#### Problem to solve:
A word-for-word restatement of the full listing is required.
· · · · ·
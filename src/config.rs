use crate::error::{NailStudioError, Result};
use nail_studio_common::{AlignParams, Size};
use serde::{Deserialize, Serialize};
use std::path::{Path, PathBuf};

#[derive(Debug, Clone, PartialEq, Serialize, Deserialize)]
#[serde(default)]
pub struct Config {
    /// 自動位置合わせの調整値
    pub align: AlignParams,
    /// 試着表示領域（px）
    pub container_width: f64,
    pub container_height: f64,
    /// ネイル要素の描画サイズ（px）
    pub nail_width: f64,
    pub nail_height: f64,
    /// 保存先（省略時は設定ディレクトリの storage.json）
    pub storage_path: Option<PathBuf>,
}

impl Default for Config {
    fn default() -> Self {
        Self::default_config()
    }
}

impl Config {
    pub fn load() -> Result<Self> {
        Self::load_from(&Self::config_path()?)
    }

    pub fn load_from(path: &Path) -> Result<Self> {
        if path.exists() {
            let content = std::fs::read_to_string(path)?;
            let config: Config = serde_json::from_str(&content)?;
            Ok(config)
        } else {
            Ok(Self::default_config())
        }
    }

    pub fn save(&self) -> Result<()> {
        self.save_to(&Self::config_path()?)
    }

    pub fn save_to(&self, path: &Path) -> Result<()> {
        if let Some(parent) = path.parent() {
            std::fs::create_dir_all(parent)?;
        }

        let content = serde_json::to_string_pretty(self)?;
        std::fs::write(path, content)?;
        Ok(())
    }

    pub fn config_dir() -> Result<PathBuf> {
        let home = dirs::home_dir()
            .ok_or_else(|| NailStudioError::Config("ホームディレクトリが見つかりません".into()))?;
        Ok(home.join(".config").join("nail-studio"))
    }

    pub fn config_path() -> Result<PathBuf> {
        Ok(Self::config_dir()?.join("config.json"))
    }

    /// ストレージファイルのパス
    pub fn storage_file(&self) -> Result<PathBuf> {
        match &self.storage_path {
            Some(path) => Ok(path.clone()),
            None => Ok(Self::config_dir()?.join("storage.json")),
        }
    }

    pub fn container_size(&self) -> Size {
        Size::new(self.container_width, self.container_height)
    }

    pub fn nail_size(&self) -> Size {
        Size::new(self.nail_width, self.nail_height)
    }

    fn default_config() -> Self {
        Self {
            align: AlignParams::default(),
            // ブラウザ版の試着エリア（3:4）
            container_width: 420.0,
            container_height: 560.0,
            nail_width: 42.0,
            nail_height: 64.0,
            storage_path: None,
        }
    }
}

/// `42x64` 形式のサイズ指定を解析
pub fn parse_size(s: &str) -> Result<Size> {
    let (w, h) = s
        .split_once(['x', 'X'])
        .ok_or_else(|| NailStudioError::InvalidSize(s.to_string()))?;
    let width: f64 = w.trim().parse().map_err(|_| NailStudioError::InvalidSize(s.to_string()))?;
    let height: f64 = h.trim().parse().map_err(|_| NailStudioError::InvalidSize(s.to_string()))?;
    if !(width.is_finite() && height.is_finite() && width > 0.0 && height > 0.0) {
        return Err(NailStudioError::InvalidSize(s.to_string()));
    }
    Ok(Size::new(width, height))
}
· · · · ·
#### Result of this exercise:
filename src/config.rs
use crate::error::{NailStudioError, Result};
use nail_studio_common::{AlignParams, Size};
use serde::{Deserialize, Serialize};
use std::path::{Path, PathBuf};

#[derive(Debug, Clone, PartialEq, Serialize, Deserialize)]
#[serde(default)]
pub struct Config {
    /// 自動位置合わせの調整値
    pub align: AlignParams,
    /// 試着表示領域（px）
    pub container_width: f64,
    pub container_height: f64,
    /// ネイル要素の描画サイズ（px）
    pub nail_width: f64,
    pub nail_height: f64,
    /// 保存先（省略時は設定ディレクトリの storage.json）
    pub storage_path: Option<PathBuf>,
}

impl Default for Config {
    fn default() -> Self {
        Self::default_config()
    }
}

impl Config {
    pub fn load() -> Result<Self> {
        Self::load_from(&Self::config_path()?)
    }

    pub fn load_from(path: &Path) -> Result<Self> {
        if path.exists() {
            let content = std::fs::read_to_string(path)?;
            let config: Config = serde_json::from_str(&content)?;
            Ok(config)
        } else {
            Ok(Self::default_config())
        }
    }

    pub fn save(&self) -> Result<()> {
        self.save_to(&Self::config_path()?)
    }

    pub fn save_to(&self, path: &Path) -> Result<()> {
        if let Some(parent) = path.parent() {
            std::fs::create_dir_all(parent)?;
        }

        let content = serde_json::to_string_pretty(self)?;
        std::fs::write(path, content)?;
        Ok(())
    }

    pub fn config_dir() -> Result<PathBuf> {
        let home = dirs::home_dir()
            .ok_or_else(|| NailStudioError::Config("ホームディレクトリが見つかりません".into()))?;
        Ok(home.join(".config").join("nail-studio"))
    }

    pub fn config_path() -> Result<PathBuf> {
        Ok(Self::config_dir()?.join("config.json"))
    }

    /// ストレージファイルのパス
    pub fn storage_file(&self) -> Result<PathBuf> {
        match &self.storage_path {
            Some(path) => Ok(path.clone()),
            None => Ok(Self::config_dir()?.join("storage.json")),
        }
    }

    pub fn container_size(&self) -> Size {
        Size::new(self.container_width, self.container_height)
    }

    pub fn nail_size(&self) -> Size {
        Size::new(self.nail_width, self.nail_height)
    }

    fn default_config() -> Self {
        Self {
            align: AlignParams::default(),
            // ブラウザ版の試着エリア（3:4）
            container_width: 420.0,
            container_height: 560.0,
            nail_width: 42.0,
            nail_height: 64.0,
            storage_path: None,
        }
    }
}

/// `42x64` 形式のサイズ指定を解析
pub fn parse_size(s: &str) -> Result<Size> {
    let (w, h) = s
        .split_once(['x', 'X'])
        .ok_or_else(|| NailStudioError::InvalidSize(s.to_string()))?;
    let width: f64 = w.trim().parse().map_err(|_| NailStudioError::InvalidSize(s.to_string()))?;
    let height: f64 = h.trim().parse().map_err(|_| NailStudioError::InvalidSize(s.to_string()))?;
    if !(width.is_finite() && height.is_finite() && width > 0.0 && height > 0.0) {
        return Err(NailStudioError::InvalidSize(s.to_string()));
    }
    Ok(Size::new(width, height))
}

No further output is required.